*** Opening of Data supplied ***

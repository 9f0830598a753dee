//! Delivery rows, signed POSTs, and the background retry loop.
//!
//! Every emission creates a persisted `WebhookDelivery` and attempts it
//! once inline. Failures move to `retrying` with `next_retry_at = now +
//! 2^(attempt-1) × 30 s` until `max_attempts`, at which point the row goes
//! `failed`. The retry loop drains due rows in id order.

use std::{sync::Arc, time::Duration};

use {
    anyhow::Result,
    serde_json::json,
    tokio_util::sync::CancellationToken,
    tracing::{debug, info, warn},
};

use quarry_store::{
    JobStore, WebhookStore,
    types::{DeliveryStatus, Job, NewDelivery, Webhook, WebhookDelivery, now_ms},
};

use crate::{crypto::SecretCipher, signing};

/// Success requires a 2xx inside this window.
pub const DELIVERY_TIMEOUT: Duration = Duration::from_secs(30);
/// Attempts per delivery, initial send included.
pub const DEFAULT_MAX_ATTEMPTS: i64 = 5;
/// Base of the exponential retry schedule.
pub const RETRY_BASE_MS: i64 = 30_000;
/// How often the retry loop scans for due rows.
const RETRY_POLL_INTERVAL: Duration = Duration::from_secs(10);
/// Due rows drained per scan.
const RETRY_BATCH: i64 = 50;

/// Standard payload for job lifecycle events.
#[must_use]
pub fn job_event_payload(job: &Job, event: &str) -> serde_json::Value {
    json!({
        "event": event,
        "job_id": job.id,
        "status": job.status.as_str(),
        "url": job.url,
        "page_count": job.page_count,
        "cost_usd": job.cost_usd,
        "error_message": job.error_message,
        "error_category": job.error_category,
    })
}

pub struct WebhookDispatcher {
    store: Arc<dyn WebhookStore>,
    jobs: Arc<dyn JobStore>,
    client: reqwest::Client,
    cipher: Option<Arc<SecretCipher>>,
    timeout: Duration,
}

impl WebhookDispatcher {
    #[must_use]
    pub fn new(
        store: Arc<dyn WebhookStore>,
        jobs: Arc<dyn JobStore>,
        client: reqwest::Client,
        cipher: Option<Arc<SecretCipher>>,
    ) -> Self {
        Self {
            store,
            jobs,
            client,
            cipher,
            timeout: DELIVERY_TIMEOUT,
        }
    }

    /// Override the per-post timeout (tests).
    #[must_use]
    pub fn with_timeout(mut self, timeout: Duration) -> Self {
        self.timeout = timeout;
        self
    }

    /// Fan an event out to every subscribed webhook plus the job's inline
    /// URL, creating and attempting one delivery per target.
    pub async fn dispatch_job_event(&self, job: &Job, event: &str) -> Result<()> {
        for hook in self.store.webhooks_for_event(&job.user_id, event).await? {
            let delivery = self
                .store
                .create_delivery(NewDelivery {
                    webhook_id: Some(hook.id.clone()),
                    job_id: job.id.clone(),
                    event: event.to_string(),
                    url: hook.url.clone(),
                    payload: job_event_payload(job, event),
                    max_attempts: DEFAULT_MAX_ATTEMPTS,
                })
                .await?;
            self.attempt(delivery, Some(&hook)).await?;
        }

        // Ephemeral path: a job-inline URL behaves like a webhook with no
        // stored row, no secret, and no extra headers.
        if let Some(url) = &job.webhook_url {
            let delivery = self
                .store
                .create_delivery(NewDelivery {
                    webhook_id: None,
                    job_id: job.id.clone(),
                    event: event.to_string(),
                    url: url.clone(),
                    payload: job_event_payload(job, event),
                    max_attempts: DEFAULT_MAX_ATTEMPTS,
                })
                .await?;
            let delivery = self.attempt(delivery, None).await?;
            self.jobs
                .set_webhook_status(&job.id, delivery.status.as_str())
                .await?;
        }
        Ok(())
    }

    /// One send attempt; persists the updated row and returns it.
    async fn attempt(
        &self,
        mut delivery: WebhookDelivery,
        hook: Option<&Webhook>,
    ) -> Result<WebhookDelivery> {
        delivery.attempt_number += 1;

        let body = delivery.payload.to_string().into_bytes();
        let mut request = self
            .client
            .post(&delivery.url)
            .header(reqwest::header::CONTENT_TYPE, "application/json")
            .timeout(self.timeout);

        if let Some(hook) = hook {
            if let Some(headers) = hook.headers.as_object() {
                for (name, value) in headers {
                    if let Some(value) = value.as_str() {
                        request = request.header(name, value);
                    }
                }
            }
            match self.decrypt_secret(hook) {
                Ok(secret) if !secret.is_empty() => {
                    request =
                        request.header(signing::SIGNATURE_HEADER, signing::sign_body(&secret, &body));
                },
                Ok(_) => {},
                Err(e) => warn!(webhook = %hook.id, error = %e, "secret decrypt failed, sending unsigned"),
            }
        }

        let outcome = request.body(body).send().await;
        match outcome {
            Ok(response) if response.status().is_success() => {
                debug!(delivery = %delivery.id, status = %response.status(), "webhook delivered");
                delivery.status = DeliveryStatus::Success;
                delivery.response_status = Some(i64::from(response.status().as_u16()));
                delivery.next_retry_at_ms = None;
                delivery.error = None;
            },
            Ok(response) => {
                let status = i64::from(response.status().as_u16());
                delivery.response_status = Some(status);
                // A 429 receiver sets the pace when it asks to.
                let retry_after = retry_after_ms(&response).filter(|_| status == 429);
                self.schedule_retry(&mut delivery, format!("HTTP {status}"), retry_after);
            },
            Err(e) => {
                delivery.response_status = None;
                self.schedule_retry(&mut delivery, e.to_string(), None);
            },
        }

        self.store.update_delivery(&delivery).await?;
        Ok(delivery)
    }

    fn schedule_retry(
        &self,
        delivery: &mut WebhookDelivery,
        error: String,
        retry_after_ms: Option<i64>,
    ) {
        delivery.error = Some(error);
        if delivery.attempt_number >= delivery.max_attempts {
            info!(delivery = %delivery.id, attempts = delivery.attempt_number, "webhook delivery exhausted");
            delivery.status = DeliveryStatus::Failed;
            delivery.next_retry_at_ms = None;
        } else {
            let backoff = RETRY_BASE_MS << (delivery.attempt_number - 1).clamp(0, 16);
            let delay = retry_after_ms.unwrap_or(backoff);
            delivery.status = DeliveryStatus::Retrying;
            delivery.next_retry_at_ms = Some(now_ms() + delay);
        }
    }

    fn decrypt_secret(&self, hook: &Webhook) -> Result<Vec<u8>> {
        match &self.cipher {
            Some(cipher) => Ok(cipher.decrypt(&hook.secret_ciphertext)?),
            // No process key configured: secrets are stored as-is.
            None => Ok(hook.secret_ciphertext.clone()),
        }
    }

    /// Re-attempt every due `retrying` row, id order.
    pub async fn process_due(&self, now_ms: i64) -> Result<usize> {
        let due = self.store.due_deliveries(now_ms, RETRY_BATCH).await?;
        let count = due.len();
        for delivery in due {
            let hook = match &delivery.webhook_id {
                Some(id) => self.store.get_webhook_by_id(id).await?,
                None => None,
            };
            let delivery = self.attempt(delivery, hook.as_ref()).await?;
            // Keep the job's inline-webhook status current.
            if delivery.webhook_id.is_none() {
                self.jobs
                    .set_webhook_status(&delivery.job_id, delivery.status.as_str())
                    .await?;
            }
        }
        Ok(count)
    }

    /// Background loop draining due retries until cancelled.
    pub fn spawn_retry_loop(
        self: Arc<Self>,
        cancel: CancellationToken,
    ) -> tokio::task::JoinHandle<()> {
        tokio::spawn(async move {
            info!("webhook retry loop started");
            loop {
                if let Err(e) = self.process_due(now_ms()).await {
                    warn!(error = %e, "webhook retry pass failed");
                }
                tokio::select! {
                    () = tokio::time::sleep(RETRY_POLL_INTERVAL) => {},
                    () = cancel.cancelled() => break,
                }
            }
            info!("webhook retry loop stopped");
        })
    }
}
pub mod admin;
pub mod extract;
pub mod jobs;
pub mod llm;
pub mod webhooks;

*** Close of Data supplied ***

• _About this exercise_:
Set down all of the lines above without altering a word.

• _Response box_:
repository 9f0830598a753dee
//! Delivery rows, signed POSTs, and the background retry loop.
//!
//! Every emission creates a persisted `WebhookDelivery` and attempts it
//! once inline. Failures move to `retrying` with `next_retry_at = now +
//! 2^(attempt-1) × 30 s` until `max_attempts`, at which point the row goes
//! `failed`. The retry loop drains due rows in id order.

use std::{sync::Arc, time::Duration};

use {
    anyhow::Result,
    serde_json::json,
    tokio_util::sync::CancellationToken,
    tracing::{debug, info, warn},
};

use quarry_store::{
    JobStore, WebhookStore,
    types::{DeliveryStatus, Job, NewDelivery, Webhook, WebhookDelivery, now_ms},
};

use crate::{crypto::SecretCipher, signing};

/// Success requires a 2xx inside this window.
pub const DELIVERY_TIMEOUT: Duration = Duration::from_secs(30);
/// Attempts per delivery, initial send included.
pub const DEFAULT_MAX_ATTEMPTS: i64 = 5;
/// Base of the exponential retry schedule.
pub const RETRY_BASE_MS: i64 = 30_000;
/// How often the retry loop scans for due rows.
const RETRY_POLL_INTERVAL: Duration = Duration::from_secs(10);
/// Due rows drained per scan.
const RETRY_BATCH: i64 = 50;

/// Standard payload for job lifecycle events.
#[must_use]
pub fn job_event_payload(job: &Job, event: &str) -> serde_json::Value {
    json!({
        "event": event,
        "job_id": job.id,
        "status": job.status.as_str(),
        "url": job.url,
        "page_count": job.page_count,
        "cost_usd": job.cost_usd,
        "error_message": job.error_message,
        "error_category": job.error_category,
    })
}

pub struct WebhookDispatcher {
    store: Arc<dyn WebhookStore>,
    jobs: Arc<dyn JobStore>,
    client: reqwest::Client,
    cipher: Option<Arc<SecretCipher>>,
    timeout: Duration,
}

impl WebhookDispatcher {
    #[must_use]
    pub fn new(
        store: Arc<dyn WebhookStore>,
        jobs: Arc<dyn JobStore>,
        client: reqwest::Client,
        cipher: Option<Arc<SecretCipher>>,
    ) -> Self {
        Self {
            store,
            jobs,
            client,
            cipher,
            timeout: DELIVERY_TIMEOUT,
        }
    }

    /// Override the per-post timeout (tests).
    #[must_use]
    pub fn with_timeout(mut self, timeout: Duration) -> Self {
        self.timeout = timeout;
        self
    }

    /// Fan an event out to every subscribed webhook plus the job's inline
    /// URL, creating and attempting one delivery per target.
    pub async fn dispatch_job_event(&self, job: &Job, event: &str) -> Result<()> {
        for hook in self.store.webhooks_for_event(&job.user_id, event).await? {
            let delivery = self
                .store
                .create_delivery(NewDelivery {
                    webhook_id: Some(hook.id.clone()),
                    job_id: job.id.clone(),
                    event: event.to_string(),
                    url: hook.url.clone(),
                    payload: job_event_payload(job, event),
                    max_attempts: DEFAULT_MAX_ATTEMPTS,
                })
                .await?;
            self.attempt(delivery, Some(&hook)).await?;
        }

        // Ephemeral path: a job-inline URL behaves like a webhook with no
        // stored row, no secret, and no extra headers.
        if let Some(url) = &job.webhook_url {
            let delivery = self
                .store
                .create_delivery(NewDelivery {
                    webhook_id: None,
                    job_id: job.id.clone(),
                    event: event.to_string(),
                    url: url.clone(),
                    payload: job_event_payload(job, event),
                    max_attempts: DEFAULT_MAX_ATTEMPTS,
                })
                .await?;
            let delivery = self.attempt(delivery, None).await?;
            self.jobs
                .set_webhook_status(&job.id, delivery.status.as_str())
                .await?;
        }
        Ok(())
    }

    /// One send attempt; persists the updated row and returns it.
    async fn attempt(
        &self,
        mut delivery: WebhookDelivery,
        hook: Option<&Webhook>,
    ) -> Result<WebhookDelivery> {
        delivery.attempt_number += 1;

        let body = delivery.payload.to_string().into_bytes();
        let mut request = self
            .client
            .post(&delivery.url)
            .header(reqwest::header::CONTENT_TYPE, "application/json")
            .timeout(self.timeout);

        if let Some(hook) = hook {
            if let Some(headers) = hook.headers.as_object() {
                for (name, value) in headers {
                    if let Some(value) = value.as_str() {
                        request = request.header(name, value);
                    }
                }
            }
            match self.decrypt_secret(hook) {
                Ok(secret) if !secret.is_empty() => {
                    request =
                        request.header(signing::SIGNATURE_HEADER, signing::sign_body(&secret, &body));
                },
                Ok(_) => {},
                Err(e) => warn!(webhook = %hook.id, error = %e, "secret decrypt failed, sending unsigned"),
            }
        }

        let outcome = request.body(body).send().await;
        match outcome {
            Ok(response) if response.status().is_success() => {
                debug!(delivery = %delivery.id, status = %response.status(), "webhook delivered");
                delivery.status = DeliveryStatus::Success;
                delivery.response_status = Some(i64::from(response.status().as_u16()));
                delivery.next_retry_at_ms = None;
                delivery.error = None;
            },
            Ok(response) => {
                let status = i64::from(response.status().as_u16());
                delivery.response_status = Some(status);
                // A 429 receiver sets the pace when it asks to.
                let retry_after = retry_after_ms(&response).filter(|_| status == 429);
                self.schedule_retry(&mut delivery, format!("HTTP {status}"), retry_after);
            },
            Err(e) => {
                delivery.response_status = None;
                self.schedule_retry(&mut delivery, e.to_string(), None);
            },
        }

        self.store.update_delivery(&delivery).await?;
        Ok(delivery)
    }

    fn schedule_retry(
        &self,
        delivery: &mut WebhookDelivery,
        error: String,
        retry_after_ms: Option<i64>,
    ) {
        delivery.error = Some(error);
        if delivery.attempt_number >= delivery.max_attempts {
            info!(delivery = %delivery.id, attempts = delivery.attempt_number, "webhook delivery exhausted");
            delivery.status = DeliveryStatus::Failed;
            delivery.next_retry_at_ms = None;
        } else {
            let backoff = RETRY_BASE_MS << (delivery.attempt_number - 1).clamp(0, 16);
            let delay = retry_after_ms.unwrap_or(backoff);
            delivery.status = DeliveryStatus::Retrying;
            delivery.next_retry_at_ms = Some(now_ms() + delay);
        }
    }

    fn decrypt_secret(&self, hook: &Webhook) -> Result<Vec<u8>> {
        match &self.cipher {
            Some(cipher) => Ok(cipher.decrypt(&hook.secret_ciphertext)?),
            // No process key configured: secrets are stored as-is.
            None => Ok(hook.secret_ciphertext.clone()),
        }
    }

    /// Re-attempt every due `retrying` row, id order.
    pub async fn process_due(&self, now_ms: i64) -> Result<usize> {
        let due = self.store.due_deliveries(now_ms, RETRY_BATCH).await?;
        let count = due.len();
        for delivery in due {
            let hook = match &delivery.webhook_id {
                Some(id) => self.store.get_webhook_by_id(id).await?,
                None => None,
            };
            let delivery = self.attempt(delivery, hook.as_ref()).await?;
            // Keep the job's inline-webhook status current.
            if delivery.webhook_id.is_none() {
                self.jobs
                    .set_webhook_status(&delivery.job_id, delivery.status.as_str())
                    .await?;
            }
        }
        Ok(count)
    }

    /// Background loop draining due retries until cancelled.
    pub fn spawn_retry_loop(
        self: Arc<Self>,
        cancel: CancellationToken,
    ) -> tokio::task::JoinHandle<()> {
        tokio::spawn(async move {
            info!("webhook retry loop started");
            loop {
                if let Err(e) = self.process_due(now_ms()).await {
                    warn!(error = %e, "webhook retry pass failed");
                }
                tokio::select! {
                    () = tokio::time::sleep(RETRY_POLL_INTERVAL) => {},
                    () = cancel.cancelled() => break,
                }
            }
            info!("webhook retry loop stopped");
        })
    }
}
pub mod admin;
pub mod extract;
pub mod jobs;
pub mod llm;
pub mod webhooks;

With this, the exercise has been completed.